[Assignment]
Retype all the data word for word.
%%
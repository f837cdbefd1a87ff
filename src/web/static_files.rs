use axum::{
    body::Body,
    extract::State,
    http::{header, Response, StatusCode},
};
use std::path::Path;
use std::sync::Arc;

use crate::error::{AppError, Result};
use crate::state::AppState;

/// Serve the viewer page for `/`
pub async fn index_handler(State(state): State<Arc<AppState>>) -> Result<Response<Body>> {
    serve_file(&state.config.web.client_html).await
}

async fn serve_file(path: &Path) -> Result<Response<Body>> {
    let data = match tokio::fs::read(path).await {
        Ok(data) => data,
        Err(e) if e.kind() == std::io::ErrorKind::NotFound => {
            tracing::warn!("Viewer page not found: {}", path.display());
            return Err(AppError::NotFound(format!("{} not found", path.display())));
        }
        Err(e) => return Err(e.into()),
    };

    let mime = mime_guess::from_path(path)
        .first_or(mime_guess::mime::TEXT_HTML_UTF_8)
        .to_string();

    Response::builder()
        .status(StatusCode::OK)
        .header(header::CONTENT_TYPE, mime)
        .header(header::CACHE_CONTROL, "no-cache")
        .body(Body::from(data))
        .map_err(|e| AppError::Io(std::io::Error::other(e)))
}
%%
[Result for this task]
repository f837cdbefd1a87ff
filename src/web/static_files.rs
use axum::{
    body::Body,
    extract::State,
    http::{header, Response, StatusCode},
};
use std::path::Path;
use std::sync::Arc;

use crate::error::{AppError, Result};
use crate::state::AppState;

/// Serve the viewer page for `/`
pub async fn index_handler(State(state): State<Arc<AppState>>) -> Result<Response<Body>> {
    serve_file(&state.config.web.client_html).await
}

async fn serve_file(path: &Path) -> Result<Response<Body>> {
    let data = match tokio::fs::read(path).await {
        Ok(data) => data,
        Err(e) if e.kind() == std::io::ErrorKind::NotFound => {
            tracing::warn!("Viewer page not found: {}", path.display());
            return Err(AppError::NotFound(format!("{} not found", path.display())));
        }
        Err(e) => return Err(e.into()),
    };

    let mime = mime_guess::from_path(path)
        .first_or(mime_guess::mime::TEXT_HTML_UTF_8)
        .to_string();

    Response::builder()
        .status(StatusCode::OK)
        .header(header::CONTENT_TYPE, mime)
        .header(header::CACHE_CONTROL, "no-cache")
        .body(Body::from(data))
        .map_err(|e| AppError::Io(std::io::Error::other(e)))
}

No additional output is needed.